What you should do — Only the lines from the top of the material through the line containing "inheritance hierarchy; shared" should be restated, each one exactly.

Records shown —
⁂

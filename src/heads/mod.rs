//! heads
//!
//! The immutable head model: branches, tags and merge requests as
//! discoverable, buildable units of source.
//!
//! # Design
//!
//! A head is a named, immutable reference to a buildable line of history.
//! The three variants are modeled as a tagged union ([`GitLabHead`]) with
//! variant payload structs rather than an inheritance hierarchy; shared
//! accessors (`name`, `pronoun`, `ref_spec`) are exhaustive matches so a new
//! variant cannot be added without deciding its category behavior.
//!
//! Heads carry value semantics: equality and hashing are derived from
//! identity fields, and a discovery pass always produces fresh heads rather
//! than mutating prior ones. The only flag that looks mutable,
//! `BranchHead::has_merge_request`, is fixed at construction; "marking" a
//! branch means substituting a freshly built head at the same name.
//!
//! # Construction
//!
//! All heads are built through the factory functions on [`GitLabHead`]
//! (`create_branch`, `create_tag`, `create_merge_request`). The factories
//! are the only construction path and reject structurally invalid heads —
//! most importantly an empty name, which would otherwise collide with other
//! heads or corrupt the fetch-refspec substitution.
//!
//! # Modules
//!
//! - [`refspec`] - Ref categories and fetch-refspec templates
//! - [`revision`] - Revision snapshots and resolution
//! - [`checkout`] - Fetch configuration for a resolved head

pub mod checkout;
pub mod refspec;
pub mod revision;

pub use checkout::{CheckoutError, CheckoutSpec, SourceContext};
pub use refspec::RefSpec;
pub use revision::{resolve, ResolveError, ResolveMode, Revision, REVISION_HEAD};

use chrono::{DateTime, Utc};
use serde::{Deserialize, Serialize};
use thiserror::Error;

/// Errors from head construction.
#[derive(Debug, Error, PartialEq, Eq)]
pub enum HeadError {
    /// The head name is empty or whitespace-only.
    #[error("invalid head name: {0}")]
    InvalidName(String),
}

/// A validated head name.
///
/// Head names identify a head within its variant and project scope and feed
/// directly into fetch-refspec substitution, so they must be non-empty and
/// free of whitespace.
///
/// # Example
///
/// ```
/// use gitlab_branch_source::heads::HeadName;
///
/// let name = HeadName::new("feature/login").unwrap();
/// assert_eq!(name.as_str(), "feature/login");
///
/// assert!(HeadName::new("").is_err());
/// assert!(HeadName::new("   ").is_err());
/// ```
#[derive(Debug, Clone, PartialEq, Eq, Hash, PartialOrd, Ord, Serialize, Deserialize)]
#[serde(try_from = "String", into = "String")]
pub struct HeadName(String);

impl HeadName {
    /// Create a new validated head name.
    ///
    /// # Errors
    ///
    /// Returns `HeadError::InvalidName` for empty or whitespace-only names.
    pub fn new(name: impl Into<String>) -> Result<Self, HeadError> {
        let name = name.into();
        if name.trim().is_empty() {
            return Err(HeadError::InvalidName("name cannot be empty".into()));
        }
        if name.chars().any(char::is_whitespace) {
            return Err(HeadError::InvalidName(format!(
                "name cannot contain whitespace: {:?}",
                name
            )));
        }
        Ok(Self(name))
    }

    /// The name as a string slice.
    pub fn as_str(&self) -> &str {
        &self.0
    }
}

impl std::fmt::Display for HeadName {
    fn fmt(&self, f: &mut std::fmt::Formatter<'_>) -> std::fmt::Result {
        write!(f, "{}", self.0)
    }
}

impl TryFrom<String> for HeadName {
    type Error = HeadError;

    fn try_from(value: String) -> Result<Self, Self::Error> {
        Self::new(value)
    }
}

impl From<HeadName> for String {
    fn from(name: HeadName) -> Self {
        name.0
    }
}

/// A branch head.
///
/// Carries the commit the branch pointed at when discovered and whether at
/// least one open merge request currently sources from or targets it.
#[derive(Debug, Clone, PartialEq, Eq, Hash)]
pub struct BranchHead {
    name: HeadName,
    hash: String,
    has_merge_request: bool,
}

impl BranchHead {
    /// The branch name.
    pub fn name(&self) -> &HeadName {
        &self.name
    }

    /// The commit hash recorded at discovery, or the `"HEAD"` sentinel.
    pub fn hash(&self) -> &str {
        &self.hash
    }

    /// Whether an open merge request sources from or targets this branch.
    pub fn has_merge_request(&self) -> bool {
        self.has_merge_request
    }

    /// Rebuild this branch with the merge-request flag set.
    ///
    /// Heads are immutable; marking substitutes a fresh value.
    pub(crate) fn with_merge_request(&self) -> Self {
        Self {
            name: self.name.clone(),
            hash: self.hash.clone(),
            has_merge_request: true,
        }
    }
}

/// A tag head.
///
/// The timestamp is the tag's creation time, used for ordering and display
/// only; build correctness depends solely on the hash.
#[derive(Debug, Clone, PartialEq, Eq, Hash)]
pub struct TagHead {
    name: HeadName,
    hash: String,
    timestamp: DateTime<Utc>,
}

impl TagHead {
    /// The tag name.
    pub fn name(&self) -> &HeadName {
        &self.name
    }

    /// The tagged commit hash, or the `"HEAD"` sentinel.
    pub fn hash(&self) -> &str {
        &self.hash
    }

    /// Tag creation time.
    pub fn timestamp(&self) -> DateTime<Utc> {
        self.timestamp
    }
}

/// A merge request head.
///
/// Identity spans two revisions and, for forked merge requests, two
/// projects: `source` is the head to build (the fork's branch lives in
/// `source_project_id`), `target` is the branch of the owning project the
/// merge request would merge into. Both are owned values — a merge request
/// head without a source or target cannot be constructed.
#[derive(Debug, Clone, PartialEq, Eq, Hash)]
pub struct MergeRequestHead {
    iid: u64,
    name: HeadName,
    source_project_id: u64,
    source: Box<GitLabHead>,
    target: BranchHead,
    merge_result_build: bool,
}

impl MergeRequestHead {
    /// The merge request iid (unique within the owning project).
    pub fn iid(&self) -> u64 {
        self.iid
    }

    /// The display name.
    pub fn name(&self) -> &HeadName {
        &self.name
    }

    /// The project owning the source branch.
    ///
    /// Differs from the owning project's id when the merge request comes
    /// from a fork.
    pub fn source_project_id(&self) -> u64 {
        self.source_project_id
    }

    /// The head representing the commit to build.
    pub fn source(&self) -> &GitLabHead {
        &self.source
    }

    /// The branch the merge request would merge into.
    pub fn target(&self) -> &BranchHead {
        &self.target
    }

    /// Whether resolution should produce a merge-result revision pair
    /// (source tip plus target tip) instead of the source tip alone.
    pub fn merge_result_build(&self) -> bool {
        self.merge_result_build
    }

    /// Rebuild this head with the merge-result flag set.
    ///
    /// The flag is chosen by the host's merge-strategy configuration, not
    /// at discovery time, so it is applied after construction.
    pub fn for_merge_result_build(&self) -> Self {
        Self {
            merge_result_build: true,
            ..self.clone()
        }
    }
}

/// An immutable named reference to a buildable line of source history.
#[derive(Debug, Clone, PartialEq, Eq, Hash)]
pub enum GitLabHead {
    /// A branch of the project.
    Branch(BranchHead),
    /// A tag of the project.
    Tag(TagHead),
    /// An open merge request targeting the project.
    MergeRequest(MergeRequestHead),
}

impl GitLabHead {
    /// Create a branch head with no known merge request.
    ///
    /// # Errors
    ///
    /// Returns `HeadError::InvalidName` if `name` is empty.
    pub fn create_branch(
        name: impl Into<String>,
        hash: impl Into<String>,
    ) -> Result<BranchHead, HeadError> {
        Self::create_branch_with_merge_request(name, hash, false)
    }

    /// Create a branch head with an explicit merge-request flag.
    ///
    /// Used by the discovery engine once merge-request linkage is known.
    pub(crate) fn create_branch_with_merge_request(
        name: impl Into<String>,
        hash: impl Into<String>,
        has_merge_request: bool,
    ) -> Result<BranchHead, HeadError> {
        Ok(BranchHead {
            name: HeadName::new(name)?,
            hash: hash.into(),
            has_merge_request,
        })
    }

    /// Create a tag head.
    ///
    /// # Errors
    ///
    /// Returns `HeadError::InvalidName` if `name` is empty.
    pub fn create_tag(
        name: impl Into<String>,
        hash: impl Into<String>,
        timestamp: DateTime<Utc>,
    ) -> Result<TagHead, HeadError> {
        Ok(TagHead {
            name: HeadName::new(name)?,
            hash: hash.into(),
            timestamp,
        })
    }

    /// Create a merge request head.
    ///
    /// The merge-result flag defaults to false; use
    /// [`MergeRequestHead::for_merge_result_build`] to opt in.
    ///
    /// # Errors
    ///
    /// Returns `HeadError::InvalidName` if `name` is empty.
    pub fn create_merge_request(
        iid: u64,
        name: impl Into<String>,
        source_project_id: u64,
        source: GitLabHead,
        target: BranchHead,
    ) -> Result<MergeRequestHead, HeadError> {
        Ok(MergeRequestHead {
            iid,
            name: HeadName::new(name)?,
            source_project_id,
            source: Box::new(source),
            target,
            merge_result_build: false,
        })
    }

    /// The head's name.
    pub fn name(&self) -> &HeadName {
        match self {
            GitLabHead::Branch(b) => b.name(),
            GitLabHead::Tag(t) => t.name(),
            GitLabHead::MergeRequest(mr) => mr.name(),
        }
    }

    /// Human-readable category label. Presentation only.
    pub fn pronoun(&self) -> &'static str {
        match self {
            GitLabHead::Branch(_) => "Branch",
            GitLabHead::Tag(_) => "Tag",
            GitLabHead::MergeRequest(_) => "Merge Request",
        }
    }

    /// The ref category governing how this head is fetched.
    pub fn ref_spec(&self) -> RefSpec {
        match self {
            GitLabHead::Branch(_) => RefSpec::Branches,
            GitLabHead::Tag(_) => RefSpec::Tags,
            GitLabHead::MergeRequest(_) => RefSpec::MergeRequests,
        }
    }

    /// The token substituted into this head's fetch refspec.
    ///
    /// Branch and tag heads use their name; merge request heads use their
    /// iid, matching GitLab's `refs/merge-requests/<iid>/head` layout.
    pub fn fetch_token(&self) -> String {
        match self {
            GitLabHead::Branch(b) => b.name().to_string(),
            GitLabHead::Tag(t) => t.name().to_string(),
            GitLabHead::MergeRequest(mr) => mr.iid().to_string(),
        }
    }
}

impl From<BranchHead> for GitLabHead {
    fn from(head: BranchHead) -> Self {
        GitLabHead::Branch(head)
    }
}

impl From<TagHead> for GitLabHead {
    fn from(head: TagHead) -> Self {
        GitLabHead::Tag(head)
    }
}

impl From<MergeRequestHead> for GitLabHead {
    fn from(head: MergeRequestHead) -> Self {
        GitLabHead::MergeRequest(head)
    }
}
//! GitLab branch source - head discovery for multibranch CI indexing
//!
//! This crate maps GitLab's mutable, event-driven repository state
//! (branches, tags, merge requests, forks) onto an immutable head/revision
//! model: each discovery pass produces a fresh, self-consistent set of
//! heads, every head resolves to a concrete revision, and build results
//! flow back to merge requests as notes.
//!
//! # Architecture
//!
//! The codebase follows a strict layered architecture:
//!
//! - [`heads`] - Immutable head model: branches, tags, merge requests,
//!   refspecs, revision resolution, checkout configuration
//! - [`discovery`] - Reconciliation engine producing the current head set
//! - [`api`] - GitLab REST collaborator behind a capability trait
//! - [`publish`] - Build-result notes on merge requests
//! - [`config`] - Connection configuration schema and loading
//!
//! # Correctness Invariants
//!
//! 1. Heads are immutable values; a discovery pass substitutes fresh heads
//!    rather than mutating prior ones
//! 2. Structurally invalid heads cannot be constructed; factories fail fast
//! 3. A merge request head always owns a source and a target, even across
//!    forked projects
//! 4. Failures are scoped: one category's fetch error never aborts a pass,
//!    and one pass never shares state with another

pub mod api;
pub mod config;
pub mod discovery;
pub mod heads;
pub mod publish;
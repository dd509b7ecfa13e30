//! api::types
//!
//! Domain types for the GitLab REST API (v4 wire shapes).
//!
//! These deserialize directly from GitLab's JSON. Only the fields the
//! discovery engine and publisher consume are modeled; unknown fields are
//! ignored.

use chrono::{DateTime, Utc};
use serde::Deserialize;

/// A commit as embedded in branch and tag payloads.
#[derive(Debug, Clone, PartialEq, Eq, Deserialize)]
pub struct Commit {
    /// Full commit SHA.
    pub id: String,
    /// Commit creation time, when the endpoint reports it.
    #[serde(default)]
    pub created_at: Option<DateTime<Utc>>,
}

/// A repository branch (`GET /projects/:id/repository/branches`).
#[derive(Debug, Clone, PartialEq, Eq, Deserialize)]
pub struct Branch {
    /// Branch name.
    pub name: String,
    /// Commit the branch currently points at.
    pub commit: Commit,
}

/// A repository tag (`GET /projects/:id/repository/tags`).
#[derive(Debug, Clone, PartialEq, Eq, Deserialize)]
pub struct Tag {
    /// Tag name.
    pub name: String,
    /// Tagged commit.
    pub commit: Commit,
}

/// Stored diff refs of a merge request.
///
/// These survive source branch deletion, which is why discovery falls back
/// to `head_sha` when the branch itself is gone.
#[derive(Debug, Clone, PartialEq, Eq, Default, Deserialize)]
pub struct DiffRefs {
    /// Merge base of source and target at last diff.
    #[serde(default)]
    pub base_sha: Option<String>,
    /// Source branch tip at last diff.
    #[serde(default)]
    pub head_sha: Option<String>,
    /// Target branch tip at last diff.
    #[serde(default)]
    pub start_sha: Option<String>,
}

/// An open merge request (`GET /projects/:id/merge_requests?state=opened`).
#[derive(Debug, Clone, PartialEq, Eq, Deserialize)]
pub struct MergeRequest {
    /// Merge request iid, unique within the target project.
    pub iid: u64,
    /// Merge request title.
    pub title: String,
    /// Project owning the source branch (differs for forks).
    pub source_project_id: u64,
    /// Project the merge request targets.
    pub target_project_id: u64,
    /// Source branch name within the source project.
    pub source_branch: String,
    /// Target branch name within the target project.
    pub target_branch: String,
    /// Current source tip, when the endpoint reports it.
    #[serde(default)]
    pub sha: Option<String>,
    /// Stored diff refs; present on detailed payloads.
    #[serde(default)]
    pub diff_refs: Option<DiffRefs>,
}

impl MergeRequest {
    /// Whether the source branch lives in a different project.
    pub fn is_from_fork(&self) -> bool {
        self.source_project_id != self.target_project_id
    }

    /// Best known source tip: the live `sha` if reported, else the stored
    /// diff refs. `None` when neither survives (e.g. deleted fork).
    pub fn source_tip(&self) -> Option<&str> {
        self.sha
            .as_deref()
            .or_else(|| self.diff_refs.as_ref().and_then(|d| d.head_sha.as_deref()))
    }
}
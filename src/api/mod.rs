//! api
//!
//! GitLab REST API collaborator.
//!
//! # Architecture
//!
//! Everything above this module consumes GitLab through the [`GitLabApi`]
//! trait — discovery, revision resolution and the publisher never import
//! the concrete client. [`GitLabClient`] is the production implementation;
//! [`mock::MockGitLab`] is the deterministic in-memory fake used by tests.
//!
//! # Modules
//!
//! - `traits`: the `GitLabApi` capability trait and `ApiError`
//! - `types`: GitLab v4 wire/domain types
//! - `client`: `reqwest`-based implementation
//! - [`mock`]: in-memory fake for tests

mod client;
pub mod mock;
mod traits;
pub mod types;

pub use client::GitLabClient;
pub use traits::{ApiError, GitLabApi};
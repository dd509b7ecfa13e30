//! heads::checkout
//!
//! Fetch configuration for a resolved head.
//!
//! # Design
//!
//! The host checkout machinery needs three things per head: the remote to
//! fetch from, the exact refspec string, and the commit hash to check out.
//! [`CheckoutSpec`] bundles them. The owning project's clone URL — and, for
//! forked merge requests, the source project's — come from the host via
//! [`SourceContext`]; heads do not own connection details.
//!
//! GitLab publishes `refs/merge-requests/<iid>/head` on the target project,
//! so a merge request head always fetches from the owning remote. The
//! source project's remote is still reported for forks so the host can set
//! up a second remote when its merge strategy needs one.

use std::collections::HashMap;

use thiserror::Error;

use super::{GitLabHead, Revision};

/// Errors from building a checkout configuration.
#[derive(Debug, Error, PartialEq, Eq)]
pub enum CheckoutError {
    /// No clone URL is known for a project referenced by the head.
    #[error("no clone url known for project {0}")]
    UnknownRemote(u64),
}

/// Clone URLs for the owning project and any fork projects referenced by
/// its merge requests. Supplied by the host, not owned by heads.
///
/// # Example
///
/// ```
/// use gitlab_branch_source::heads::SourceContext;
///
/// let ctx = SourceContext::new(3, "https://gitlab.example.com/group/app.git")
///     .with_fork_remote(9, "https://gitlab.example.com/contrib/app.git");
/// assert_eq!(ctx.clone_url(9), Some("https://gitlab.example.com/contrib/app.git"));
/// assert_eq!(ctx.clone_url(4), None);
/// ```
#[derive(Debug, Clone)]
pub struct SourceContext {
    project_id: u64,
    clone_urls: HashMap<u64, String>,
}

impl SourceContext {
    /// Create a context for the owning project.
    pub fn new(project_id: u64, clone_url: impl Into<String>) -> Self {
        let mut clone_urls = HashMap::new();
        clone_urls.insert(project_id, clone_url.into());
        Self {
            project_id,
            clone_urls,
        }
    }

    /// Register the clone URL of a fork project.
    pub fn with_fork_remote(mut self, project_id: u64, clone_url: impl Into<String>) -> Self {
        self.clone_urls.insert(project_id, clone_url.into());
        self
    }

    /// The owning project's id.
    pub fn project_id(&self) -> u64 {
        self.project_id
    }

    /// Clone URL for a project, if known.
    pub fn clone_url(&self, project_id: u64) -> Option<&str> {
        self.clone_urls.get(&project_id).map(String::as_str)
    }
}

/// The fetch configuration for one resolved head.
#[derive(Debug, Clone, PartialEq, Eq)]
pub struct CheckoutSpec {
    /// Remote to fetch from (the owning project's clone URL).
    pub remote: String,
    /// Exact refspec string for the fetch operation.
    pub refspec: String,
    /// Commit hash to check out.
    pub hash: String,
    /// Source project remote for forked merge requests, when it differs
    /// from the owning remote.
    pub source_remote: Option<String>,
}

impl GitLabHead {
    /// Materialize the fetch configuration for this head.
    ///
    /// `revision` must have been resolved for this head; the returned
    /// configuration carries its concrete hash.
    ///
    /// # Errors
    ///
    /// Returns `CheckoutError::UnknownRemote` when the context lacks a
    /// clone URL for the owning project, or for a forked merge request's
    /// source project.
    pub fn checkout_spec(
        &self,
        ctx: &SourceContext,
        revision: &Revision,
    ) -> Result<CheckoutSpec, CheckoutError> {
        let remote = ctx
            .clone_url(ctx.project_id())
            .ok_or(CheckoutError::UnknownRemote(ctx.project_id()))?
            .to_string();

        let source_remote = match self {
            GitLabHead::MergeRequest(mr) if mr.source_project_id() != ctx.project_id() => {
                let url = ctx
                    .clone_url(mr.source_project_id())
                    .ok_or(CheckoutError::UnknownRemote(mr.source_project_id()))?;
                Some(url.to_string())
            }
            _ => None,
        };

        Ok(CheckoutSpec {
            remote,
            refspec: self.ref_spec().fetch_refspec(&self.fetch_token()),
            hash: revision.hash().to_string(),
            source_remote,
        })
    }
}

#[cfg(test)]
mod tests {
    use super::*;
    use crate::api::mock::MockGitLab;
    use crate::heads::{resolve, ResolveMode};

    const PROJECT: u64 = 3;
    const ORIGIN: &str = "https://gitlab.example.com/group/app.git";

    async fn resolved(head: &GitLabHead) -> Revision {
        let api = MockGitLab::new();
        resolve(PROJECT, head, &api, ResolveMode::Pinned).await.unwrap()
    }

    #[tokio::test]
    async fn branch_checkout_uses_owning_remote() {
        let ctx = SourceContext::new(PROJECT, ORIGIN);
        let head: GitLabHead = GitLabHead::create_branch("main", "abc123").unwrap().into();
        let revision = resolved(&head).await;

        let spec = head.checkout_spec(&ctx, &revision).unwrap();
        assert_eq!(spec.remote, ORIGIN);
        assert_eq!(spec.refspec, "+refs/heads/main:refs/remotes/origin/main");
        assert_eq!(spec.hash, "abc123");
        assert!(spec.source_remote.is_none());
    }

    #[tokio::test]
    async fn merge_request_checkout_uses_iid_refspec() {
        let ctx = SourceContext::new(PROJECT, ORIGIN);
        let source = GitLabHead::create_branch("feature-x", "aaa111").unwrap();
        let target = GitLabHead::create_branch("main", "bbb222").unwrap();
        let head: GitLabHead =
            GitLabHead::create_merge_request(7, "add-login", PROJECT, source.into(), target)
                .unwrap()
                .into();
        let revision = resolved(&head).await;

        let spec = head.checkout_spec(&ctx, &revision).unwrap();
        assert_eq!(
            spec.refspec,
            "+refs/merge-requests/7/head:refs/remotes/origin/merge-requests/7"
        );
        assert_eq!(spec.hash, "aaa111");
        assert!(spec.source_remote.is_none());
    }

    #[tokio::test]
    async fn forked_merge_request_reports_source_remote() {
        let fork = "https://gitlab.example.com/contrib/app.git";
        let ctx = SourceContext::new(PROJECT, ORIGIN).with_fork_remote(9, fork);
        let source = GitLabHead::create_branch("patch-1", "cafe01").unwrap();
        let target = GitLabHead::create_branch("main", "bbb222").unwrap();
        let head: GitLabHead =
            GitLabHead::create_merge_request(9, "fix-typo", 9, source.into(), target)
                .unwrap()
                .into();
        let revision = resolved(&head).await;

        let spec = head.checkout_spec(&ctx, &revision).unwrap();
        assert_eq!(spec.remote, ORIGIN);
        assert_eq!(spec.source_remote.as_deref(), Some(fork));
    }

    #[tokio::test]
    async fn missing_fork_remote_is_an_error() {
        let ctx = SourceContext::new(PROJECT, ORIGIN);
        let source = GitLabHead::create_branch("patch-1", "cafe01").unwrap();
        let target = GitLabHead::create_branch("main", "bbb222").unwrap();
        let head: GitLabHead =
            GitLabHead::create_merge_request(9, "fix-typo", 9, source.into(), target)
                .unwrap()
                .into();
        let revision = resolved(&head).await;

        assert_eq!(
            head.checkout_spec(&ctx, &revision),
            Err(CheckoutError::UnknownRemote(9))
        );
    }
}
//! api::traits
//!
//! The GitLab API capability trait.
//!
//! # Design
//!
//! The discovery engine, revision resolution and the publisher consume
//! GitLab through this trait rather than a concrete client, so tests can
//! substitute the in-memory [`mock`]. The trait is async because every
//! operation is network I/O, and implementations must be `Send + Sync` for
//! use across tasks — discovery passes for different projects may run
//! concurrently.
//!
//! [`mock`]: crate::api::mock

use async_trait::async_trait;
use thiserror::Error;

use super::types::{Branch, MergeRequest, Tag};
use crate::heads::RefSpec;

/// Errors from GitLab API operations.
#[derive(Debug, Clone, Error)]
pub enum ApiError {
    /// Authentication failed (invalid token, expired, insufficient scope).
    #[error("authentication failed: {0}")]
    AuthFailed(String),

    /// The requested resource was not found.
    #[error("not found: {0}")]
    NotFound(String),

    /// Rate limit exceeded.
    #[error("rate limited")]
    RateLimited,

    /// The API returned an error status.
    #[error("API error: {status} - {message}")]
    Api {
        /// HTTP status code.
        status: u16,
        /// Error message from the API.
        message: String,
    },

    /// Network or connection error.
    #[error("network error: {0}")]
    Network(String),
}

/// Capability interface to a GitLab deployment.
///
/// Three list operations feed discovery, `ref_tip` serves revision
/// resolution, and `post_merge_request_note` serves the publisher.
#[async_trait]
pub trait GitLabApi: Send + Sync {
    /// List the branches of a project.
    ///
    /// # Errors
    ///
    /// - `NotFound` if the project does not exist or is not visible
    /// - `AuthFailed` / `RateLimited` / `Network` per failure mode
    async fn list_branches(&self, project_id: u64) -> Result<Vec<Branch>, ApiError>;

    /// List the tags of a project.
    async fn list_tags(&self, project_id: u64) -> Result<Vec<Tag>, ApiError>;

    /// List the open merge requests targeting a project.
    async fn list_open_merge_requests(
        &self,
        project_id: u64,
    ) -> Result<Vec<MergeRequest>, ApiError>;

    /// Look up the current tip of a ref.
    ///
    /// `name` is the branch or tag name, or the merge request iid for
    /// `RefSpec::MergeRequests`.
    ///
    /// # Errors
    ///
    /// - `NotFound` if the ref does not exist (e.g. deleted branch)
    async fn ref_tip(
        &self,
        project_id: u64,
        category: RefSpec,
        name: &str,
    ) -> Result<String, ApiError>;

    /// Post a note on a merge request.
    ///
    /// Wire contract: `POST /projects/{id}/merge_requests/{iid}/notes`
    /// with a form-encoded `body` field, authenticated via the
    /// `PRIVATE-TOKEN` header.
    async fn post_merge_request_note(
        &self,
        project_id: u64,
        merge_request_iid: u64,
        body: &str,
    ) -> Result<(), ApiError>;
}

⁂

Solution for this problem —
filename src/heads/mod.rs
//! heads
//!
//! The immutable head model: branches, tags and merge requests as
//! discoverable, buildable units of source.
//!
//! # Design
//!
//! A head is a named, immutable reference to a buildable line of history.
//! The three variants are modeled as a tagged union ([`GitLabHead`]) with
//! variant payload structs rather than an inheritance hierarchy; shared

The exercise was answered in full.